Politik & Gesellschaft

Kurz gefasst

Das seit Mitte des 19. Jahrhunderts belegte Kompositum Klassengesellschaft tritt in zwei Lesarten in Erscheinung: Neben einer allgemeinen Bedeutung Gesellschaft mit unterschiedlichen Klassen ist vor allem auch eine marxistisch geprägte, stärker terminologisierte Verwendung bezeugt. In dieser Lesart steht Klassengesellschaft für eine negativ bewertete Gesellschaftsformation, in der die Arbeiterklasse durch das Kapital unterdrückt wird. Utopisches Gegenbild ist die klassenlose Gesellschaft. Seit ca. 1970 ist auch das Phrasenkompositum Zweiklassengesellschaft belegt; dieses wird vorwiegend in einem allgemeinen Sinn ungerechte Verteilung zwischen zwei Gruppen verwendet.

Wortgeschichte

Klassengesellschaft zwischen Marxismus und Allgemeinsprache

Klassengesellschaft tritt in zwei verschiedenen Lesarten auf. Zum einen hat das Wort die allgemeine Bedeutung Gesellschaft, die durch starke soziale Differenzierung gekennzeichnet ist (1855). Auf der anderen Seite steht eine spezifisch marxistische Verwendung im Sinne von Gesellschaft, die durch die Unterdrückung der Arbeiterklasse durch das Kapital geprägt ist (1871, 1874, 1877/78).1) In dieser terminologisierten Variante hat sich das Kompositum von der Motivationsbedeutung insofern semantisch gelöst, als nicht allein das Vorhandensein gesellschaftlicher Klassen, sondern vor allem die Machtverhältnisse zwischen diesen im semantischen Fokus stehen. Als Wort des Marxismus ist Klassengesellschaft damit auch ein Stigmawort: Es bezeichnet eine Gesellschaftsordnung, die abgelehnt wird und die es durch KlassenkampfWGd zu überwinden gilt.

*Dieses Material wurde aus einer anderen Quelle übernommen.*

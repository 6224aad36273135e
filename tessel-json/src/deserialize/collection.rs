use tessel_core::{Node, NodeId, SeqKind, SeqNode, Value, ValueType};

use super::deserializer_for;
use crate::context::PathKey;
use crate::error::Result;
use crate::lexer::TokenKind;
use crate::reader::JsonReader;
use crate::resolve::Slot;

/// JSON arrays into lists and sets.
#[derive(Debug, Clone, Copy)]
pub struct CollectionDeserializer<'t> {
    kind: SeqKind,
    elem: &'t ValueType,
}

impl<'t> CollectionDeserializer<'t> {
    /// Deserializer for a `kind` container of `elem`.
    pub fn new(kind: SeqKind, elem: &'t ValueType) -> Self {
        Self { kind, elem }
    }

    /// Read an array. With `existing`, elements are appended to that sequence
    /// instead of a new one, and `null` leaves it untouched.
    pub(crate) fn read_into(
        &self,
        reader: &mut JsonReader<'_>,
        existing: Option<NodeId>,
        key: PathKey,
    ) -> Result<Value> {
        match reader.lexer.token() {
            TokenKind::LBracket => {}
            TokenKind::Null => {
                reader.lexer.next_token()?;
                return Ok(existing.map_or(Value::Null, Value::Node));
            }
            TokenKind::Str if reader.lexer.string_value().is_empty() => {
                reader.lexer.next_token()?;
                return Ok(existing.map_or(Value::Null, Value::Node));
            }
            _ => return Err(reader.lexer.mismatch(format!("an array ({})", self.kind_name()))),
        }
        reader.lexer.next_token()?;

        let elem = deserializer_for(self.elem, reader.registry)
            .map_err(|err| err.or_span(reader.lexer.span()))?;
        let id = match existing {
            Some(id) => id,
            None => reader
                .state
                .graph
                .alloc(Node::Seq(SeqNode::new(self.kind))),
        };
        trace!("collection {id} of {}", self.elem);

        let ctx = reader.state.contexts.push(Some(id), key);
        let result = self.read_elements(reader, &elem, id);
        reader.state.contexts.pop(ctx);
        result?;

        reader.state.graph.finish(id);
        Ok(Value::Node(id))
    }

    fn read_elements(
        &self,
        reader: &mut JsonReader<'_>,
        elem: &super::ValueDeserializer<'_>,
        id: NodeId,
    ) -> Result<()> {
        let mut index = 0;
        while reader.lexer.token() != TokenKind::RBracket {
            let (value, deferred) = reader.read_slot(elem, PathKey::Index(index))?;
            let reserved = match reader.state.graph.get_mut(id) {
                Some(Node::Seq(seq)) => match deferred {
                    Some(task) => Some((task, seq.reserve_slot())),
                    None => {
                        seq.push(value);
                        None
                    }
                },
                _ => None,
            };
            if let Some((task, at)) = reserved {
                reader.bind(task, Slot::Index(id, at));
            }
            index += 1;
            reader.lexer.end_element()?;
        }
        reader.lexer.next_token()
    }

    fn kind_name(&self) -> &'static str {
        match self.kind {
            SeqKind::List => "list",
            SeqKind::Set => "set",
            SeqKind::SortedSet => "sorted set",
            SeqKind::LinkedSet => "linked set",
        }
    }
}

Ziel dieses Kampfes und zugleich utopisches Gegenbild zur Klassengesellschaft ist in der marxistischen Geschichtsphilosophie die klassenlose Gesellschaft des Kommunismus, die auf die Diktatur des Proletariats als einer notwendigen Zwischenphase folgt (1852, 1877/78, 1916; vgl. auch Weyand 2014, 59–61). Das Adjektiv klassenlos ist dabei überwiegend auf die Verbindung klassenlose Gesellschaft oder darauf bezogene Analogiebildungen wie klassenloses Kollektiv (1956) beschränkt; außerhalb dieser Wortkombination kommt es nur vereinzelt vor (vgl. 1856).

Bemerkenswert ist allerdings, dass das Wort Klassengesellschaft auch in jüngeren Verwendungen, die klar jenseits des sozialistischen Wortgebrauchs zu verorten sind, negativ besetzt ist; die Klassengesellschaft wird auch hier als ein ungerechter und zu vermeidender Gesellschaftszustand kritisiert (2005b, 2013). In dieser negativ-deontischen Bedeutungsnuance mag eine Nachwirkung des marxistischen Wortgebrauchs zu erkennen sein. Möglicherweise ergibt sich dieser Bedeutungsaspekt aber auch schlicht aus der verbreiteten Grundannahme, dass in einer Gesellschaft prinzipiell alle gleich sein sollten.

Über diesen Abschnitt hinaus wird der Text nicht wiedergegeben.